The Great Barrier Reef and Mass bleaching:
The Great Barrier Reef is home to around 1,500 species of fish and 4,000 types of mollusks. Some of which were suffering despite the La Nina’s cooling phenomenon. La Nina is currently the most influential factor in Australia’s climate.
The area consists of about 2,500 individual reefs, with more than 900 islands, that suffer from bleaching when corals expel algae living in their tissues, draining them out of their vibrant colors.
According to the Reef Authority, the corals can still recover if the conditions become moderate.
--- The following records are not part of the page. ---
use tokio::io::{AsyncRead, AsyncReadExt};

use crate::buffer::RingBuffer;
use crate::error::{codes, WireError};
use crate::message::{Body, Request, Response};
use crate::parse::{ChunkedDecoder, HeadKind, HeadParser};

/// Default ring capacity backing a [`Reader`], matching the default header
/// size ceiling.
pub const DEFAULT_HEADER_LIMIT: usize = 8 * 1024;

enum BodyMode {
    None,
    Fixed(u64),
    Chunked(ChunkedDecoder),
}

enum Stage {
    Head(HeadParser),
    Body {
        head: PartialHead,
        mode: BodyMode,
        received: u64,
        body: Vec<u8>,
    },
    Completed(PartialHead),
    Done,
}

/// The head fields captured once [`HeadParser`] completes, before the
/// matching body has finished arriving.
enum PartialHead {
    Request(Request),
    Response(Response),
}

/// Outcome of one [`Reader::get_request`]/[`Reader::get_response`] call.
pub enum ReadOutcome<T> {
    /// The message is fully assembled.
    Complete(T),
    /// More I/O is needed; call again.
    Pending,
}

/// Reads a single HTTP message (request or response) incrementally off an
/// `AsyncRead` stream: each call makes at most one socket read, and the
/// caller retries on `Pending` until
/// `Complete`. Backed by a fixed-capacity [`RingBuffer`] that also doubles
/// as the header-size ceiling — a head that doesn't fit before the ring
/// fills up is rejected as `HeaderTooLarge` rather than silently growing.
pub struct Reader<S> {
    stream: S,
    ring: RingBuffer,
    stage: Stage,
    head_bytes_seen: usize,
    max_header_size: usize,
}

impl<S: AsyncRead + Unpin> Reader<S> {
    pub fn new(stream: S) -> Self {
        Self::with_limits(stream, DEFAULT_HEADER_LIMIT, DEFAULT_HEADER_LIMIT)
    }

    pub fn with_limits(stream: S, ring_capacity: usize, max_header_size: usize) -> Self {
        Self {
            stream,
            ring: RingBuffer::with_capacity(ring_capacity),
            stage: Stage::Head(HeadParser::new(HeadKind::Request)),
            head_bytes_seen: 0,
            max_header_size,
        }
    }

    /// Reset internal state to parse the next request on the same
    /// connection, preserving any bytes already buffered past the previous
    /// message's end (HTTP/1.1 pipelining or simply an over-read).
    pub fn begin_next_request(&mut self) {
        self.stage = Stage::Head(HeadParser::new(HeadKind::Request));
        self.head_bytes_seen = 0;
    }

    pub fn begin_next_response(&mut self) {
        self.stage = Stage::Head(HeadParser::new(HeadKind::Response));
        self.head_bytes_seen = 0;
    }

    pub async fn get_request(&mut self) -> Result<ReadOutcome<Request>, WireError> {
        match self.drive().await? {
            ReadOutcome::Complete(PartialHead::Request(req)) => Ok(ReadOutcome::Complete(req)),
            ReadOutcome::Complete(PartialHead::Response(_)) => {
                unreachable!("Reader started with HeadKind::Request")
            }
            ReadOutcome::Pending => Ok(ReadOutcome::Pending),
        }
    }

    pub async fn get_response(&mut self) -> Result<ReadOutcome<Response>, WireError> {
        match self.drive().await? {
            ReadOutcome::Complete(PartialHead::Response(resp)) => Ok(ReadOutcome::Complete(resp)),
            ReadOutcome::Complete(PartialHead::Request(_)) => {
                unreachable!("Reader started with HeadKind::Response")
            }
            ReadOutcome::Pending => Ok(ReadOutcome::Pending),
        }
    }

    async fn drive(&mut self) -> Result<ReadOutcome<PartialHead>, WireError> {
        // First make progress on whatever's already buffered, with no I/O —
        // this is what lets pipelined bytes left over from a prior message
        // complete the next one without blocking on a read that may never
        // come.
        self.progress_stage()?;
        if matches!(self.stage, Stage::Completed(_)) {
            return Ok(ReadOutcome::Complete(self.take_completed()));
        }

        let (first, second) = self.ring.writable_regions();
        if first.is_empty() && second.is_empty() {
            return Err(WireError::new(
                codes::HEADER_TOO_LARGE,
                "ring buffer full before message finished parsing",
            ));
        }
        let n = if !first.is_empty() {
            self.stream.read(first).await.map_err(WireError::from)?
        } else {
            self.stream.read(second).await.map_err(WireError::from)?
        };
        if n == 0 {
            return Err(WireError::new(
                codes::CONNECTION_CLOSE,
                "peer closed the connection mid-message",
            ));
        }
        self.ring.produce(n);

        self.progress_stage()?;
        if matches!(self.stage, Stage::Completed(_)) {
            return Ok(ReadOutcome::Complete(self.take_completed()));
        }
        Ok(ReadOutcome::Pending)
    }

    /// Feeds every currently-readable byte into whichever stage is active,
    /// advancing through head parsing into body accumulation and finally
    /// to `Stage::Completed` without performing any I/O of its own.
    fn progress_stage(&mut self) -> Result<(), WireError> {
        loop {
            match &mut self.stage {
                Stage::Head(parser) => {
                    let regions = self.ring.readable_regions();
                    let progress = parser.feed(regions)?;
                    self.ring.consume(progress.consumed);
                    self.head_bytes_seen += progress.consumed;
                    if !progress.complete {
                        if self.head_bytes_seen > self.max_header_size {
                            return Err(WireError::new(
                                codes::HEADER_TOO_LARGE,
                                "request head exceeded configured limit",
                            ));
                        }
                        return Ok(());
                    }
                    let Stage::Head(parser) = std::mem::replace(&mut self.stage, Stage::Done)
                    else {
                        unreachable!()
                    };
                    let kind = parser.kind();
                    let (head, mode) = match kind {
                        HeadKind::Request => {
                            let req = parser.into_request();
                            let mode = body_mode_for(&req.headers);
                            (PartialHead::Request(req), mode)
                        }
                        HeadKind::Response => {
                            let resp = parser.into_response();
                            let mode = body_mode_for(&resp.headers);
                            (PartialHead::Response(resp), mode)
                        }
                    };
                    self.stage = Stage::Body {
                        head,
                        mode,
                        received: 0,
                        body: Vec::new(),
                    };
                    // loop again: a None body mode finishes immediately.
                }
                Stage::Body { mode, .. } if matches!(mode, BodyMode::None) => {
                    self.finish_body();
                }
                Stage::Body {
                    mode: BodyMode::Fixed(total),
                    received,
                    body,
                    ..
                } => {
                    let total = *total;
                    let regions = self.ring.readable_regions();
                    let remaining = (total - *received) as usize;
                    let take0 = regions.0.len().min(remaining);
                    body.extend_from_slice(&regions.0[..take0]);
                    let take1 = regions.1.len().min(remaining - take0);
                    body.extend_from_slice(&regions.1[..take1]);
                    let consumed = take0 + take1;
                    self.ring.consume(consumed);
                    *received += consumed as u64;
                    if *received == total {
                        self.finish_body();
                    } else {
                        return Ok(());
                    }
                }
                Stage::Body {
                    mode: BodyMode::Chunked(decoder),
                    body,
                    ..
                } => {
                    let regions = self.ring.readable_regions();
                    let progress = decoder.decode(regions, body)?;
                    self.ring.consume(progress.consumed);
                    if progress.is_last {
                        self.finish_body();
                    } else {
                        return Ok(());
                    }
                }
                Stage::Completed(_) | Stage::Done => return Ok(()),
            }
        }
    }

    fn finish_body(&mut self) {
        let Stage::Body { head, body, .. } = std::mem::replace(&mut self.stage, Stage::Done)
        else {
            unreachable!()
        };
        let body = Body::from_bytes(body);
        let completed = match head {
            PartialHead::Request(req) => PartialHead::Request(req.with_body(body)),
            PartialHead::Response(resp) => PartialHead::Response(resp.with_body(body)),
        };
        self.stage = Stage::Completed(completed);
    }

    fn take_completed(&mut self) -> PartialHead {
        match std::mem::replace(&mut self.stage, Stage::Done) {
            Stage::Completed(head) => head,
            _ => unreachable!("take_completed called without a completed message"),
        }
    }

    /// Tear down the reader for a protocol handoff (WebSocket upgrade):
    /// returns the underlying stream plus any bytes already buffered past
    /// the current message, so the next consumer doesn't lose them.
    pub fn into_parts(mut self) -> (S, Vec<u8>) {
        let (first, second) = self.ring.readable_regions();
        let mut leftover = Vec::with_capacity(first.len() + second.len());
        leftover.extend_from_slice(first);
        leftover.extend_from_slice(second);
        let len = leftover.len();
        self.ring.consume(len);
        (self.stream, leftover)
    }
}

fn body_mode_for(headers: &crate::message::HeaderMap) -> BodyMode {
    if headers.contains_token("Transfer-Encoding", "chunked") {
        return BodyMode::Chunked(ChunkedDecoder::new());
    }
    if let Some(len) = headers.get("Content-Length") {
        if let Ok(len) = len.trim().parse::<u64>() {
            return if len == 0 { BodyMode::None } else { BodyMode::Fixed(len) };
        }
    }
    BodyMode::None
}

#[cfg(test)]
mod tests {
    use super::*;
    use std::io::Cursor;

    fn block_on<F: std::future::Future>(f: F) -> F::Output {
        tokio::runtime::Builder::new_current_thread()
            .enable_all()
            .build()
            .unwrap()
            .block_on(f)
    }

    #[test]
    fn reads_simple_get_with_no_body() {
        block_on(async {
            let wire = b"GET /x HTTP/1.1\r\nHost: a\r\n\r\n".to_vec();
            let mut reader = Reader::new(Cursor::new(wire));
            loop {
                match reader.get_request().await.unwrap() {
                    ReadOutcome::Complete(req) => {
                        assert_eq!(req.path(), "/x");
                        assert!(req.body.is_empty());
                        break;
                    }
                    ReadOutcome::Pending => continue,
                }
            }
        });
    }

    #[test]
    fn reads_fixed_length_body() {
        block_on(async {
            let wire = b"POST /x HTTP/1.1\r\nContent-Length: 5\r\n\r\nhello".to_vec();
            let mut reader = Reader::new(Cursor::new(wire));
            loop {
                match reader.get_request().await.unwrap() {
                    ReadOutcome::Complete(req) => {
                        assert_eq!(req.body.as_slice(), b"hello");
                        break;
                    }
                    ReadOutcome::Pending => continue,
                }
            }
        });
    }

    #[test]
    fn reads_chunked_body() {
        block_on(async {
            let wire = b"POST /x HTTP/1.1\r\nTransfer-Encoding: chunked\r\n\r\n5\r\nhello\r\n0\r\n\r\n"
                .to_vec();
            let mut reader = Reader::new(Cursor::new(wire));
            loop {
                match reader.get_request().await.unwrap() {
                    ReadOutcome::Complete(req) => {
                        assert_eq!(req.body.as_slice(), b"hello");
                        break;
                    }
                    ReadOutcome::Pending => continue,
                }
            }
        });
    }

    #[test]
    fn peer_close_mid_header_reports_connection_close() {
        block_on(async {
            let wire = b"GET /x HTTP/1.1\r\nHost: a".to_vec();
            let mut reader = Reader::new(Cursor::new(wire));
            let mut err = None;
            loop {
                match reader.get_request().await {
                    Ok(ReadOutcome::Pending) => continue,
                    Ok(ReadOutcome::Complete(_)) => panic!("should not complete"),
                    Err(e) => {
                        err = Some(e);
                        break;
                    }
                }
            }
            assert_eq!(err.unwrap().code(), codes::CONNECTION_CLOSE);
        });
    }

    #[test]
    fn oversized_head_rejected() {
        block_on(async {
            let mut wire = b"GET /".to_vec();
            wire.extend(std::iter::repeat(b'a').take(64));
            wire.extend_from_slice(b" HTTP/1.1\r\n\r\n");
            let mut reader = Reader::with_limits(Cursor::new(wire), 16, 16);
            let mut err = None;
            loop {
                match reader.get_request().await {
                    Ok(ReadOutcome::Pending) => continue,
                    Ok(ReadOutcome::Complete(_)) => panic!("should not complete"),
                    Err(e) => {
                        err = Some(e);
                        break;
                    }
                }
            }
            assert_eq!(err.unwrap().code(), codes::HEADER_TOO_LARGE);
        });
    }
}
It said,
“Weather patterns over the next couple of weeks continue to remain critical in determining the overall extent and severity of coral bleaching across the Marine Park.”
The mass bleaching report was released four days after the UN began a monitoring mission for assessment of the site.
The sixth mass bleaching:
Mass bleaching is caused when the stress of warmer seas causes the corals to lose their colors. The Great Barrier Reef Marine Park Authority stated that most of the marine park is hit by significant heat stress.
Bleached white coral colonies in several locations and dying coral reefs in some sections were shown in the aerial surveys. The authority said,
“Corals across the Marine Park remain vulnerable to the ongoing elevated temperatures.”
As per the survey, Australia’s Great Barrier Reef has recovered from bleaching events and storms to record levels. According to the officials, this is a piece of great news, but the new coral is extremely vulnerable. It can quickly be tarnished by climate change and other environmental threats.
The highest coral cover can be found in the northern and central parts of the reef. It has been following the same trend since the monitoring of the corals began around 36 years ago. A decrease was observed in the southern part.
The AIMS scan the reefs to check their healthy, annually, using divers, and aerial surveys.
According to the new results, suitable conditions will help the reef cover to recover. However, acute and severe disturbances are becoming periodic and longer in duration at the Great Barrier Reef. The damaging waves of tropical cyclones and coral-eating crown-of-thorns- starfish pose a major threat to the Reef.
The crown-of-thorn starfish is the second largest in the world, reaching up to three feet and preying on coral. Their spikes have venom that is toxic to humans and marine wildlife.
A new coral growth reef belonging to the species of Acropora is exposed to this threat.
The Great Barrier Reef is listed on the World Heritage list for 40 years because of its enormous scientific and intrinsic importance, making it one of the most biodiverse ecosystems in the world.
According to United Nations Education Scientific and Cultural Organization (UNESCO), ‘not enough is being done for the protection of the reef.
Because of climate change, the outlook of the icon is very poor. The Great Barrier Reef Marine Park Authority is the authority that manages the Great Barrier Reef.
This news brings a ray of hope for the conservation of biodiversity, while the challenges that lie ahead the way are significant.